#### Required work
Each line that includes the word "clone" should be copied from the records.

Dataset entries
■ ■ ■ ■ ■
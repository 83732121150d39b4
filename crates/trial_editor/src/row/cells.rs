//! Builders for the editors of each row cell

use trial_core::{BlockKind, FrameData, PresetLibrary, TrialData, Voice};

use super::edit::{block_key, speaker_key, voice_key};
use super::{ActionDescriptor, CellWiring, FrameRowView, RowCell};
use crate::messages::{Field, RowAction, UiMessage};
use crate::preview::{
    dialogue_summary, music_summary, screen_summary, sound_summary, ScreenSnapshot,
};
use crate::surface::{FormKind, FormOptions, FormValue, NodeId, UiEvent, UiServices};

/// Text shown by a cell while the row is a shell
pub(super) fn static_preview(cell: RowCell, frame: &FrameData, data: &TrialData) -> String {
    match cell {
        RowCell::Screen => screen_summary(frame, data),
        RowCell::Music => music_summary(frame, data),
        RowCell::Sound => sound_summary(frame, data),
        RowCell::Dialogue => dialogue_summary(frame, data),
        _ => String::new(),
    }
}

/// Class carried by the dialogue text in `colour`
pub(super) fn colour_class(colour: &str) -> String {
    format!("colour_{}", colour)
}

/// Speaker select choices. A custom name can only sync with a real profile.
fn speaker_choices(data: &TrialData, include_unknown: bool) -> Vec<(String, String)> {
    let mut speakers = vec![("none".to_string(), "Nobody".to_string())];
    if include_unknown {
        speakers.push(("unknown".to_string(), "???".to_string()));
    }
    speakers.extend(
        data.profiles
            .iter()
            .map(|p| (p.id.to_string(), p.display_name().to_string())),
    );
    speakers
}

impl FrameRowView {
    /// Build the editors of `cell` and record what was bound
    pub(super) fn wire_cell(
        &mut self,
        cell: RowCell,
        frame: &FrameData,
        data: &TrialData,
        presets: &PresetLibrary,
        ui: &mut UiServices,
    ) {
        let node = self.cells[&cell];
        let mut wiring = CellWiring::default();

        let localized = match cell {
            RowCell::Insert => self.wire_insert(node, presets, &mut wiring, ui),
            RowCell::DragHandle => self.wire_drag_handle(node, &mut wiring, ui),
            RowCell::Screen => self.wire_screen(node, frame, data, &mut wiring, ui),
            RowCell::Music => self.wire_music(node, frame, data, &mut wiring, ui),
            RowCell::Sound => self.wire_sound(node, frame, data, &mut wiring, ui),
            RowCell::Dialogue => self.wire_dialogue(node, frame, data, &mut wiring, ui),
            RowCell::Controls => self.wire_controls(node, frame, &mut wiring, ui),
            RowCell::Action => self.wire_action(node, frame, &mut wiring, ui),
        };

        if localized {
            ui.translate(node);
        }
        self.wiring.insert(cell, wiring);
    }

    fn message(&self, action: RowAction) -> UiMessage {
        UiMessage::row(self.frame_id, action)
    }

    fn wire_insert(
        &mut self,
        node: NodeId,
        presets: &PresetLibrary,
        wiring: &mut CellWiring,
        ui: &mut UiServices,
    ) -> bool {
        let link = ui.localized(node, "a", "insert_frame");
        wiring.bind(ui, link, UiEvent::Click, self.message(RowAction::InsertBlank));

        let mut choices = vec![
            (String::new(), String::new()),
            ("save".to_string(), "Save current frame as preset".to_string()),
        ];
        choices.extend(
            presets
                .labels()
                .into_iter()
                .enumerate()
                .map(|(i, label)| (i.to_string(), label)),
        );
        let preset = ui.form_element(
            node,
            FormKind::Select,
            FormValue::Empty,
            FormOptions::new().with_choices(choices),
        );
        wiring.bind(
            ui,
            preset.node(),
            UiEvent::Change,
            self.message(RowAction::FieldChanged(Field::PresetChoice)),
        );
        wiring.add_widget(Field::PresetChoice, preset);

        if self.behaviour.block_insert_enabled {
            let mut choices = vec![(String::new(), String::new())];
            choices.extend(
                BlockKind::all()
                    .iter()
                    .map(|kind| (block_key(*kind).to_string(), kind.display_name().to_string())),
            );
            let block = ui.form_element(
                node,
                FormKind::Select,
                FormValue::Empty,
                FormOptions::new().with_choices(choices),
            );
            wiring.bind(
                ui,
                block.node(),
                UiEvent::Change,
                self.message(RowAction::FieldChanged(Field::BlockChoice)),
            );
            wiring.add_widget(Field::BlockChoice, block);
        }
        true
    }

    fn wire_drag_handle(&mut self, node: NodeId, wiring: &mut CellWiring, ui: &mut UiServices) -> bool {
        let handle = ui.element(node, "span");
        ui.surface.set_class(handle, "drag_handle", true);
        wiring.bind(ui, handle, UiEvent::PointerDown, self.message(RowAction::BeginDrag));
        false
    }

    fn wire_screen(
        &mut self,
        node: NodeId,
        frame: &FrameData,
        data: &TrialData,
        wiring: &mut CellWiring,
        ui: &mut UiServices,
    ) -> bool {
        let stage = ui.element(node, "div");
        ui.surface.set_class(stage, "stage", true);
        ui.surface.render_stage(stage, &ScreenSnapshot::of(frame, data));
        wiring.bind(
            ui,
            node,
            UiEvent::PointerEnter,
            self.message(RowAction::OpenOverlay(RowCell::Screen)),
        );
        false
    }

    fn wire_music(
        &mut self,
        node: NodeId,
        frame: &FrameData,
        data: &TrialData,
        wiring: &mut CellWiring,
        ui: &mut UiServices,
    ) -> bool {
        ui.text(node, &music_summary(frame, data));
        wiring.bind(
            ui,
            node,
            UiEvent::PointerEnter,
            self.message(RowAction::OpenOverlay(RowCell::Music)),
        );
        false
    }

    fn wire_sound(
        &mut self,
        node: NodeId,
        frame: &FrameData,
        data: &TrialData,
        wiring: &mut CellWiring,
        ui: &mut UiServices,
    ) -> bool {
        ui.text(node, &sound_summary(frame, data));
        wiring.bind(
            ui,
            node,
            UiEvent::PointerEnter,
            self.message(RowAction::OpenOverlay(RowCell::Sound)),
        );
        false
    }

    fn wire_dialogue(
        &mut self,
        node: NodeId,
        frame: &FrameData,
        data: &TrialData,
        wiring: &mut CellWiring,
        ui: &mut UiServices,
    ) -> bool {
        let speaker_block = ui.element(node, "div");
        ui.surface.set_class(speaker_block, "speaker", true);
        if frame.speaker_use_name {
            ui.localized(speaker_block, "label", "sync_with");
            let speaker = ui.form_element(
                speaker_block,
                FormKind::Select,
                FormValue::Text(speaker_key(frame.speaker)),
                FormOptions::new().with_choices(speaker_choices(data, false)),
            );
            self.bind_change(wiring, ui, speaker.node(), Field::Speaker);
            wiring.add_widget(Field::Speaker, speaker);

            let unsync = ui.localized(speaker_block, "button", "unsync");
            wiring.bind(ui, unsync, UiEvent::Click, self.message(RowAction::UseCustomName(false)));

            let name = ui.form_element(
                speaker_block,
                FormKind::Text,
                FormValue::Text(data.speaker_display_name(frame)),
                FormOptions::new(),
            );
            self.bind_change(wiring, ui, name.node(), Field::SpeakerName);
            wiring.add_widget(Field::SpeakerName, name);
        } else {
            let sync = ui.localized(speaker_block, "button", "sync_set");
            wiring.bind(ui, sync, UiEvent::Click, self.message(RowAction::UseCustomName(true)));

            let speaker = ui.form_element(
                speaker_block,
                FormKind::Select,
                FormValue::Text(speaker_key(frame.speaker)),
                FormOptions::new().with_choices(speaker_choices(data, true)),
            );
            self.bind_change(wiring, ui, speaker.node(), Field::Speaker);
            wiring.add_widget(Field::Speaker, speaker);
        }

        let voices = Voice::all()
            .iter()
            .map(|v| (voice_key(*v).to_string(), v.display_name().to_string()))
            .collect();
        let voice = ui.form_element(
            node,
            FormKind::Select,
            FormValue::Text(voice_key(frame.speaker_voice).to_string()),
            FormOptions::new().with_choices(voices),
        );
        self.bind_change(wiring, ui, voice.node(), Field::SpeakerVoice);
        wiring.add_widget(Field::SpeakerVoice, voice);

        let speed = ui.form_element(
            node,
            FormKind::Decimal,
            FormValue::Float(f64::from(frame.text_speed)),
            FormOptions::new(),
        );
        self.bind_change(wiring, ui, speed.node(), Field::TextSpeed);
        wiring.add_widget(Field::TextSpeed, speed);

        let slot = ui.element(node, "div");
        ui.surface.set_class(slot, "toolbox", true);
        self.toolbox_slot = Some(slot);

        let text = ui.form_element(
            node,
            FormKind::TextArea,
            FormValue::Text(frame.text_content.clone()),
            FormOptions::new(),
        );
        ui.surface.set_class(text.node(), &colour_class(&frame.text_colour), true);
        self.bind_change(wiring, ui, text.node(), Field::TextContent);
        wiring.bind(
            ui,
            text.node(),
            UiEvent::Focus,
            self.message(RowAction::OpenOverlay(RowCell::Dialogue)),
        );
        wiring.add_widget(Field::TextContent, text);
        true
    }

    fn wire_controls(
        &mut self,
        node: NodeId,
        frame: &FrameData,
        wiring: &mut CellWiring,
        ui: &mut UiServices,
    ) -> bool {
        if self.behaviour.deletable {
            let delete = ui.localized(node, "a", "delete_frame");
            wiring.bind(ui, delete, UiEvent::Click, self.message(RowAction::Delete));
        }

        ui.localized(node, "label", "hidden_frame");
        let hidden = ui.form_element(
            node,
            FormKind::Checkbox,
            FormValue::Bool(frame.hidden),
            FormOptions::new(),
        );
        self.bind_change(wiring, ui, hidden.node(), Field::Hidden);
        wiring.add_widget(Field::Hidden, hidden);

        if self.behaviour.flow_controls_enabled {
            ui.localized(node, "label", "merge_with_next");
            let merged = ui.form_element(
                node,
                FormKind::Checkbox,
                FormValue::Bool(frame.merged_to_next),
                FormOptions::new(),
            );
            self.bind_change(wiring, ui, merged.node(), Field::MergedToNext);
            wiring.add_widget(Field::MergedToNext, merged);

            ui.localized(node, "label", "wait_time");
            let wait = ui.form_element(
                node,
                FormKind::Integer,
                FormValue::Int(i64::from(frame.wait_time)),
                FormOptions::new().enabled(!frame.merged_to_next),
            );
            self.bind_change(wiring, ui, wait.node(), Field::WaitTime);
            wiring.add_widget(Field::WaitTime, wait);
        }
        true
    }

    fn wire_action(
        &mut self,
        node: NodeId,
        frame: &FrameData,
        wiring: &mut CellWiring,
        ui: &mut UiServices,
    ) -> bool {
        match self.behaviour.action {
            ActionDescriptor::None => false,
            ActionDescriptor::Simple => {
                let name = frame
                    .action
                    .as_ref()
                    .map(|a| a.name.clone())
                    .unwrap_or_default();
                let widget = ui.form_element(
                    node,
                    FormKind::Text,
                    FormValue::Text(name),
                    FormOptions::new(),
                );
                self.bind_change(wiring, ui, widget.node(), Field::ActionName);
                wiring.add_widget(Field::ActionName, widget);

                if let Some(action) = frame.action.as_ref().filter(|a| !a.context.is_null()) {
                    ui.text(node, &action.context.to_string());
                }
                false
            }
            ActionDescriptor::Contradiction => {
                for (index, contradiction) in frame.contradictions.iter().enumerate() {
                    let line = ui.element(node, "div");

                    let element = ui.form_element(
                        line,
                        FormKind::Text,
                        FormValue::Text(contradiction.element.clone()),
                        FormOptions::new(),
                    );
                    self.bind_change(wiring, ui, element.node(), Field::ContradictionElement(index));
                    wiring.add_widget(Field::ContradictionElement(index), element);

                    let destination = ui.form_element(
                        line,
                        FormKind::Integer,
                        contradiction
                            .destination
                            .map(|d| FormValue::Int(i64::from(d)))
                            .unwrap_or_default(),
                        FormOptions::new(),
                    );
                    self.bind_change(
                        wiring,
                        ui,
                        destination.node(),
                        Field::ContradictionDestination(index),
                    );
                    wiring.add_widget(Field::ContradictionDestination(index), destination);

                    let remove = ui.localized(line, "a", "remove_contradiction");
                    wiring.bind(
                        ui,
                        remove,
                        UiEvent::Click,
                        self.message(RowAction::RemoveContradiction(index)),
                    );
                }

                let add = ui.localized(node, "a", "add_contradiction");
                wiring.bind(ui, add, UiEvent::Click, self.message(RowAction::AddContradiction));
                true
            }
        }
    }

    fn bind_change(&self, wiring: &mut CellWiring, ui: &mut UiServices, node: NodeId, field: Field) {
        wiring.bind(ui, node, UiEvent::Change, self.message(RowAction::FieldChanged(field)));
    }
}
■ ■ ■ ■ ■
#### Output below
            FormValue::Text(frame.text_content.clone()),
                    .map(|a| a.name.clone())
                        FormValue::Text(contradiction.element.clone()),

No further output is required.